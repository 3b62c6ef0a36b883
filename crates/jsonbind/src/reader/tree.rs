use std::ops::RangeInclusive;

use log::trace;

use super::{
    JsonReader, ReaderOptions, out_of_range, parse_f64, parse_i32, parse_i64, parse_i64_in,
    unexpected,
};
use crate::{
    error::{Error, Location, Result},
    token::JsonToken,
    value::{Map, Number, Value},
};

#[derive(Debug, Clone, Copy)]
enum Frame<'v> {
    Array {
        items: &'v [Value],
        index: usize,
    },
    Object {
        map: &'v Map,
        index: usize,
        /// The name at `index` was consumed; its value is next.
        value_pending: bool,
    },
}

#[derive(Debug, Clone, Copy)]
enum Numeric<'v> {
    Number(&'v Number),
    Text(&'v str),
}

#[derive(Debug, Clone, Copy)]
enum Current<'v> {
    Value(&'v Value),
    Name(&'v str),
    End(JsonToken),
}

/// A [`JsonReader`] over an already parsed [`Value`].
///
/// The reader yields the same tokens a [`JsonStreamReader`] would for the
/// compact rendering of the tree. It has no source text, so
/// [`location`](JsonReader::location) is always `None`.
///
/// [`JsonStreamReader`]: crate::JsonStreamReader
///
/// # Examples
///
/// ```
/// use jsonbind::{JsonReader, JsonTreeReader, Value};
///
/// let tree = Value::parse(r#"{"tags": ["a", "b"]}"#)?;
/// let mut reader = JsonTreeReader::new(&tree);
/// reader.begin_object()?;
/// assert_eq!(reader.next_name()?, "tags");
/// assert_eq!(reader.next_value()?, r#"["a","b"]"#);
/// reader.end_object()?;
/// # Ok::<(), jsonbind::Error>(())
/// ```
#[derive(Debug, Clone)]
pub struct JsonTreeReader<'v> {
    root: &'v Value,
    root_consumed: bool,
    stack: Vec<Frame<'v>>,
    closed: bool,
    options: ReaderOptions,
}

impl<'v> JsonTreeReader<'v> {
    /// Creates a reader positioned before `root`.
    #[must_use]
    pub fn new(root: &'v Value) -> Self {
        Self::with_options(root, ReaderOptions::default())
    }

    /// Creates a reader positioned before `root`.
    ///
    /// [`ReaderOptions::lenient`] allows non-finite numbers, and strings such
    /// as `"NaN"` to be read as them. [`ReaderOptions::max_depth`] limits the
    /// nesting the reader descends into.
    #[must_use]
    pub fn with_options(root: &'v Value, options: ReaderOptions) -> Self {
        Self {
            root,
            root_consumed: false,
            stack: Vec::new(),
            closed: false,
            options,
        }
    }

    fn current(&self) -> Result<Current<'v>> {
        if self.closed {
            return Err(Error::illegal_use("JsonReader is closed"));
        }
        Ok(match self.stack.last() {
            None if self.root_consumed => Current::End(JsonToken::EndDocument),
            None => Current::Value(self.root),
            Some(&Frame::Array { items, index }) => match items.get(index) {
                Some(value) => Current::Value(value),
                None => Current::End(JsonToken::EndArray),
            },
            Some(&Frame::Object {
                map,
                index,
                value_pending,
            }) => match map.get_index(index) {
                Some((_, value)) if value_pending => Current::Value(value),
                Some((name, _)) => Current::Name(name),
                None => Current::End(JsonToken::EndObject),
            },
        })
    }

    /// Moves past the value that was current.
    fn advance(&mut self) {
        match self.stack.last_mut() {
            None => self.root_consumed = true,
            Some(Frame::Array { index, .. }) => *index += 1,
            Some(Frame::Object {
                index,
                value_pending,
                ..
            }) => {
                *value_pending = false;
                *index += 1;
            }
        }
    }

    fn value(&self, expected: JsonToken) -> Result<&'v Value> {
        match self.current()? {
            Current::Value(value) => Ok(value),
            Current::Name(_) => Err(unexpected(expected, JsonToken::Name)),
            Current::End(token) => Err(unexpected(expected, token)),
        }
    }

    fn numeric(&self) -> Result<Numeric<'v>> {
        match self.value(JsonToken::Number)? {
            Value::Number(n) => Ok(Numeric::Number(n)),
            Value::String(s) => Ok(Numeric::Text(s)),
            other => Err(unexpected(JsonToken::Number, token_of(other))),
        }
    }

    fn open(&mut self, frame: Frame<'v>) -> Result<()> {
        if self.stack.len() >= self.options.max_depth {
            return Err(Error::structural(format!(
                "Nesting exceeds the maximum depth of {}",
                self.options.max_depth
            )));
        }
        self.stack.push(frame);
        Ok(())
    }

    fn finite(&self, number: &Number) -> Result<f64> {
        let value = number.as_f64();
        if value.is_finite() || self.options.lenient {
            Ok(value)
        } else {
            Err(Error::number_format(format!(
                "JSON forbids NaN and infinities: {number}"
            )))
        }
    }

    /// Fails on the first non-finite number in `value` unless lenient.
    fn check_finite(&self, value: &Value) -> Result<()> {
        match value {
            Value::Number(number) => self.finite(number).map(drop),
            Value::Array(items) => items.iter().try_for_each(|item| self.check_finite(item)),
            Value::Object(map) => map.values().try_for_each(|item| self.check_finite(item)),
            Value::Null | Value::Boolean(_) | Value::String(_) => Ok(()),
        }
    }

    fn end(&mut self, expected: JsonToken) -> Result<()> {
        match self.current()? {
            Current::End(token) if token == expected => {
                self.stack.pop();
                self.advance();
                Ok(())
            }
            Current::End(token) => Err(unexpected(expected, token)),
            Current::Name(_) => Err(unexpected(expected, JsonToken::Name)),
            Current::Value(value) => Err(unexpected(expected, token_of(value))),
        }
    }
}

fn token_of(value: &Value) -> JsonToken {
    match value {
        Value::Null => JsonToken::Null,
        Value::Boolean(_) => JsonToken::Boolean,
        Value::Number(_) => JsonToken::Number,
        Value::String(_) => JsonToken::String,
        Value::Array(_) => JsonToken::BeginArray,
        Value::Object(_) => JsonToken::BeginObject,
    }
}

impl JsonReader for JsonTreeReader<'_> {
    fn begin_array(&mut self) -> Result<()> {
        match self.value(JsonToken::BeginArray)? {
            Value::Array(items) => self.open(Frame::Array { items, index: 0 }),
            other => Err(unexpected(JsonToken::BeginArray, token_of(other))),
        }
    }

    fn end_array(&mut self) -> Result<()> {
        self.end(JsonToken::EndArray)
    }

    fn begin_object(&mut self) -> Result<()> {
        match self.value(JsonToken::BeginObject)? {
            Value::Object(map) => self.open(Frame::Object {
                map,
                index: 0,
                value_pending: false,
            }),
            other => Err(unexpected(JsonToken::BeginObject, token_of(other))),
        }
    }

    fn end_object(&mut self) -> Result<()> {
        self.end(JsonToken::EndObject)
    }

    fn peek(&mut self) -> Result<JsonToken> {
        let token = match self.current()? {
            Current::Value(value) => token_of(value),
            Current::Name(_) => JsonToken::Name,
            Current::End(token) => token,
        };
        trace!("tree token {token}");
        Ok(token)
    }

    fn next_name(&mut self) -> Result<String> {
        match self.current()? {
            Current::Name(name) => {
                if let Some(Frame::Object { value_pending, .. }) = self.stack.last_mut() {
                    *value_pending = true;
                }
                Ok(name.to_owned())
            }
            Current::Value(value) => Err(unexpected(JsonToken::Name, token_of(value))),
            Current::End(token) => Err(unexpected(JsonToken::Name, token)),
        }
    }

    fn next_string(&mut self) -> Result<String> {
        let result = match self.value(JsonToken::String)? {
            Value::String(s) => s.clone(),
            Value::Number(n) => n.to_string(),
            other => return Err(unexpected(JsonToken::String, token_of(other))),
        };
        self.advance();
        Ok(result)
    }

    fn next_bool(&mut self) -> Result<bool> {
        match self.value(JsonToken::Boolean)? {
            Value::Boolean(b) => {
                let b = *b;
                self.advance();
                Ok(b)
            }
            other => Err(unexpected(JsonToken::Boolean, token_of(other))),
        }
    }

    fn next_null(&mut self) -> Result<()> {
        match self.value(JsonToken::Null)? {
            Value::Null => {
                self.advance();
                Ok(())
            }
            other => Err(unexpected(JsonToken::Null, token_of(other))),
        }
    }

    fn next_f64(&mut self) -> Result<f64> {
        let result = match self.numeric()? {
            Numeric::Number(n) => self.finite(n)?,
            Numeric::Text(s) => parse_f64(s, self.options.lenient)?,
        };
        self.advance();
        Ok(result)
    }

    fn next_i64(&mut self) -> Result<i64> {
        let result = match self.numeric()? {
            Numeric::Number(n) => n
                .as_i64()
                .ok_or_else(|| Error::number_format(format!("Expected a long but was {n}")))?,
            Numeric::Text(s) => parse_i64(s)?,
        };
        self.advance();
        Ok(result)
    }

    fn next_i32(&mut self) -> Result<i32> {
        let result = match self.numeric()? {
            Numeric::Number(n) => n
                .as_i64()
                .and_then(|i| i32::try_from(i).ok())
                .ok_or_else(|| Error::number_format(format!("Expected an int but was {n}")))?,
            Numeric::Text(s) => parse_i32(s)?,
        };
        self.advance();
        Ok(result)
    }

    fn next_i64_in(&mut self, range: RangeInclusive<i64>) -> Result<i64> {
        let result = match self.numeric()? {
            Numeric::Number(n) => n
                .as_i64()
                .filter(|i| range.contains(i))
                .ok_or_else(|| out_of_range(&n.to_string(), &range))?,
            Numeric::Text(s) => parse_i64_in(s, &range)?,
        };
        self.advance();
        Ok(result)
    }

    fn skip_value(&mut self) -> Result<()> {
        match self.current()? {
            Current::Value(_) => {
                self.advance();
                Ok(())
            }
            Current::Name(_) => {
                self.next_name()?;
                Ok(())
            }
            Current::End(token) => Err(Error::structural(format!(
                "Expected a value but was {token}"
            ))),
        }
    }

    fn next_value(&mut self) -> Result<String> {
        match self.current()? {
            Current::Value(value) => {
                self.check_finite(value)?;
                let text = value.to_string();
                self.advance();
                Ok(text)
            }
            Current::Name(_) => Err(Error::structural("Expected a value but was NAME")),
            Current::End(token) => Err(Error::structural(format!(
                "Expected a value but was {token}"
            ))),
        }
    }

    fn close(&mut self) {
        self.closed = true;
        self.stack.clear();
    }

    fn location(&self) -> Option<Location> {
        None
    }
}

Exercise description: Copy out the lines above exactly, beginning at the one that contains "reader descends into." and ending at the one that contains "Some((name, _)) =>".

Expected output:
    /// nesting the reader descends into.
    #[must_use]
    pub fn with_options(root: &'v Value, options: ReaderOptions) -> Self {
        Self {
            root,
            root_consumed: false,
            stack: Vec::new(),
            closed: false,
            options,
        }
    }

    fn current(&self) -> Result<Current<'v>> {
        if self.closed {
            return Err(Error::illegal_use("JsonReader is closed"));
        }
        Ok(match self.stack.last() {
            None if self.root_consumed => Current::End(JsonToken::EndDocument),
            None => Current::Value(self.root),
            Some(&Frame::Array { items, index }) => match items.get(index) {
                Some(value) => Current::Value(value),
                None => Current::End(JsonToken::EndArray),
            },
            Some(&Frame::Object {
                map,
                index,
                value_pending,
            }) => match map.get_index(index) {
                Some((_, value)) if value_pending => Current::Value(value),
                Some((name, _)) => Current::Name(name),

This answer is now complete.